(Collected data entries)
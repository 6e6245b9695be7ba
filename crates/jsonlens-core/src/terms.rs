//! Term expansion: label → normalized words, synonyms and compounds.

use parking_lot::RwLock;
use regex::Regex;
use std::collections::HashMap;
use std::sync::LazyLock;
use tracing::trace;

use crate::catalogs::{StopwordSet, SynonymTable, STOPWORDS, SYNONYMS};
use crate::types::TermSet;

static RE_NON_ALNUM: LazyLock<Regex> = LazyLock::new(|| Regex::new(r"[^a-z0-9]+").unwrap());

static BUILTIN: LazyLock<TermExpander> = LazyLock::new(|| TermExpander::new(&SYNONYMS, &STOPWORDS));

/// Lower-case, collapse every run of non-alphanumerics into one space, trim.
pub fn normalize(s: &str) -> String {
    let lower = s.to_lowercase();
    RE_NON_ALNUM.replace_all(&lower, " ").trim().to_string()
}

/// Expand a label with the built-in tables, cached process-wide.
pub fn expand_terms(label: &str) -> TermSet {
    BUILTIN.expand(label)
}

/// The process-wide expander backed by the built-in tables.
pub fn builtin_expander() -> &'static TermExpander {
    &BUILTIN
}

/// Turns labels into search terms. Results are memoized per label string.
pub struct TermExpander {
    synonyms: &'static SynonymTable,
    stopwords: &'static StopwordSet,
    cache: RwLock<HashMap<String, TermSet>>,
}

impl TermExpander {
    pub fn new(synonyms: &'static SynonymTable, stopwords: &'static StopwordSet) -> Self {
        Self {
            synonyms,
            stopwords,
            cache: RwLock::new(HashMap::new()),
        }
    }

    pub fn expand(&self, label: &str) -> TermSet {
        if let Some(terms) = self.cache.read().get(label) {
            trace!(label, "term cache hit");
            return terms.clone();
        }

        let terms = self.expand_uncached(label);
        self.cache
            .write()
            .entry(label.to_string())
            .or_insert(terms)
            .clone()
    }

    /// Number of labels currently memoized.
    pub fn cached_labels(&self) -> usize {
        self.cache.read().len()
    }

    fn expand_uncached(&self, label: &str) -> TermSet {
        let normalized = normalize(label);
        let words: Vec<&str> = normalized
            .split_whitespace()
            .filter(|w| !self.stopwords.contains(*w) && w.chars().count() > 1)
            .collect();

        let mut terms = TermSet::new();
        for word in &words {
            terms.insert(*word);
        }
        for word in &words {
            if let Some(synonyms) = self.synonyms.get(*word) {
                for synonym in synonyms.iter() {
                    terms.insert(*synonym);
                }
            }
        }
        for pair in words.windows(2) {
            terms.insert(format!("{}{}", pair[0], pair[1]));
        }
        terms
    }
}

#[cfg(test)]
mod tests {
    use super::*;

    #[test]
    fn normalize_collapses_separators() {
        assert_eq!(normalize("  Account__ID!! "), "account id");
        assert_eq!(normalize("createdAt"), "createdat");
        assert_eq!(normalize("---"), "");
    }

    #[test]
    fn expands_synonyms() {
        let terms = expand_terms("account_id");
        for t in ["account", "id", "identification", "number", "hash", "fingerprint"] {
            assert!(terms.contains(t), "missing {t}");
        }
    }

    #[test]
    fn compound_terms() {
        let terms = expand_terms("created at date");
        // "at" is a stopword, so the surviving neighbours are joined
        assert!(terms.contains("createddate"));
        assert!(!terms.contains("at"));
    }

    #[test]
    fn drops_stopwords_and_single_chars() {
        let terms = expand_terms("the x of y");
        assert!(terms.is_empty());
    }

    #[test]
    fn order_is_words_then_synonyms() {
        let terms = expand_terms("age");
        let collected: Vec<&str> = terms.iter().collect();
        assert_eq!(collected, vec!["age", "years", "birthday", "birth", "baby"]);
    }

    #[test]
    fn duplicates_collapse() {
        let terms = expand_terms("id id");
        assert_eq!(terms.iter().filter(|t| *t == "id").count(), 1);
        assert!(terms.contains("idid"));
    }

    #[test]
    fn memoized() {
        let expander = TermExpander::new(&SYNONYMS, &STOPWORDS);
        let first = expander.expand("home address");
        let second = expander.expand("home address");
        assert_eq!(first, second);
        assert_eq!(expander.cached_labels(), 1);
    }
}
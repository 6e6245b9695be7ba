use jsonlens_core::{
    builtin_resolver, expand_terms, resolve_icon, IconCatalog, IconResolver, DEFAULT_ICON,
};
use pretty_assertions::assert_eq;

fn icon(label: &str) -> &'static str {
    resolve_icon(label).name()
}

// ---------------------------------------------------------------------------
// Built-in catalog
// ---------------------------------------------------------------------------

#[test]
fn common_field_names() {
    let cases = [
        ("account_id", "fingerprint"),
        ("email", "mail"),
        ("gender", "venus-and-mars"),
        ("income", "hand-coins"),
        ("user_name", "user-round"),
        ("timestamp", "calendar-clock"),
        ("created_at", "calendar-clock"),
        ("location", "map-pin"),
        ("Home Address", "map-pin"),
        ("phone", "phone-call"),
        ("age", "baby"),
    ];
    for (label, expected) in cases {
        assert_eq!(icon(label), expected, "label {label:?}");
    }
}

#[test]
fn typos_resolve_fuzzily() {
    assert_eq!(icon("calender"), "calendar");
    assert_eq!(icon("umbrela"), "umbrella");
}

#[test]
fn unknown_labels_fall_back() {
    assert_eq!(icon("qwertyuiopasdf"), DEFAULT_ICON);
    assert_eq!(icon("@@"), DEFAULT_ICON);
}

#[test]
fn short_labels_fall_back() {
    assert_eq!(icon(""), DEFAULT_ICON);
    assert_eq!(icon("x"), DEFAULT_ICON);
    assert_eq!(icon(" x "), DEFAULT_ICON);
}

#[test]
fn every_answer_is_in_catalog() {
    let catalog = builtin_resolver().catalog();
    for label in ["zip code", "favourite colour", "Q3 revenue", "☃ snowman", "id"] {
        let handle = resolve_icon(label);
        assert_eq!(catalog.get(handle.name()), Some(handle), "label {label:?}");
    }
}

#[test]
fn repeated_calls_agree() {
    for label in ["Political Affiliation", "website", "score", "a_b_c"] {
        assert_eq!(resolve_icon(label), resolve_icon(label));
    }
}

#[test]
fn expansion_feeds_resolution() {
    let terms = expand_terms("account_id");
    for t in ["account", "id", "identification", "fingerprint"] {
        assert!(terms.contains(t), "missing {t}");
    }
}

// ---------------------------------------------------------------------------
// Custom catalogs
// ---------------------------------------------------------------------------

static TINY: &[&str] = &["clock", "more-horizontal", "star", "user"];

#[test]
fn custom_catalog_and_default() {
    let resolver = IconResolver::new(IconCatalog::new(TINY, "star"));
    assert_eq!(resolver.resolve("x").name(), "star");
    assert_eq!(resolver.resolve("username").name(), "user");
    assert_eq!(resolver.resolve("nothing alike here").name(), "star");
}

#[test]
fn answers_frozen_per_label() {
    let resolver = IconResolver::new(IconCatalog::new(TINY, "more-horizontal"));
    let first = resolver.resolve("rating");
    assert_eq!(first.name(), "star");
    let before = resolver.cached_labels();
    for _ in 0..3 {
        assert_eq!(resolver.resolve("rating"), first);
    }
    assert_eq!(resolver.cached_labels(), before);
}

#[test]
fn resolver_is_shareable_across_threads() {
    let handles: Vec<_> = (0..4)
        .map(|_| std::thread::spawn(|| resolve_icon("birthday")))
        .collect();
    let results: Vec<_> = handles.into_iter().map(|h| h.join().unwrap()).collect();
    assert!(results.windows(2).all(|w| w[0] == w[1]));
    assert_eq!(results[0].name(), "cake");
}
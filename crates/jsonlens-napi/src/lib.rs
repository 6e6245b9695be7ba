//! jsonlens Node.js native addon via napi-rs.
//!
//! All functions take string inputs and return JSON strings.

#[macro_use]
extern crate napi_derive;

use jsonlens_core::{classify_to_json, expand_terms_to_json, resolve_icon_to_json, visualize_to_json};

/// Classify one scalar value.
///
/// @param value_json - JSON text of a null, boolean, number or string
/// @returns JSON string with `{ success: boolean, data?: { classification, text }, error?: string }`
#[napi]
pub fn classify(value_json: String) -> String {
    classify_to_json(&value_json)
}

/// Resolve the icon name for a field label.
///
/// @param label - Field name as it appears in the document
/// @returns JSON string with `{ success: boolean, data?: { icon: string }, error?: string }`
#[napi(js_name = "resolveIcon")]
pub fn resolve_icon(label: String) -> String {
    resolve_icon_to_json(&label)
}

/// Expand a label into its search terms.
#[napi(js_name = "expandTerms")]
pub fn expand_terms(label: String) -> String {
    expand_terms_to_json(&label)
}

/// Walk a JSON document into a display tree.
///
/// @param input - JSON document text
/// @param options_json - JSON options `{ icons?: boolean, maxDepth?: number }`
/// @returns JSON string with `{ success: boolean, data?: DisplayNode, error?: string }`
#[napi]
pub fn visualize(input: String, options_json: String) -> String {
    visualize_to_json(&input, &options_json)
}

(Task) Exactly the lines from the start of the entries through the one bearing "if let Some(terms)" are to be output, with both ends included.

(Expected answer)
repository 6e6245b9695be7ba
filename crates/jsonlens-core/src/terms.rs
//! Term expansion: label → normalized words, synonyms and compounds.

use parking_lot::RwLock;
use regex::Regex;
use std::collections::HashMap;
use std::sync::LazyLock;
use tracing::trace;

use crate::catalogs::{StopwordSet, SynonymTable, STOPWORDS, SYNONYMS};
use crate::types::TermSet;

static RE_NON_ALNUM: LazyLock<Regex> = LazyLock::new(|| Regex::new(r"[^a-z0-9]+").unwrap());

static BUILTIN: LazyLock<TermExpander> = LazyLock::new(|| TermExpander::new(&SYNONYMS, &STOPWORDS));

/// Lower-case, collapse every run of non-alphanumerics into one space, trim.
pub fn normalize(s: &str) -> String {
    let lower = s.to_lowercase();
    RE_NON_ALNUM.replace_all(&lower, " ").trim().to_string()
}

/// Expand a label with the built-in tables, cached process-wide.
pub fn expand_terms(label: &str) -> TermSet {
    BUILTIN.expand(label)
}

/// The process-wide expander backed by the built-in tables.
pub fn builtin_expander() -> &'static TermExpander {
    &BUILTIN
}

/// Turns labels into search terms. Results are memoized per label string.
pub struct TermExpander {
    synonyms: &'static SynonymTable,
    stopwords: &'static StopwordSet,
    cache: RwLock<HashMap<String, TermSet>>,
}

impl TermExpander {
    pub fn new(synonyms: &'static SynonymTable, stopwords: &'static StopwordSet) -> Self {
        Self {
            synonyms,
            stopwords,
            cache: RwLock::new(HashMap::new()),
        }
    }

    pub fn expand(&self, label: &str) -> TermSet {
        if let Some(terms) = self.cache.read().get(label) {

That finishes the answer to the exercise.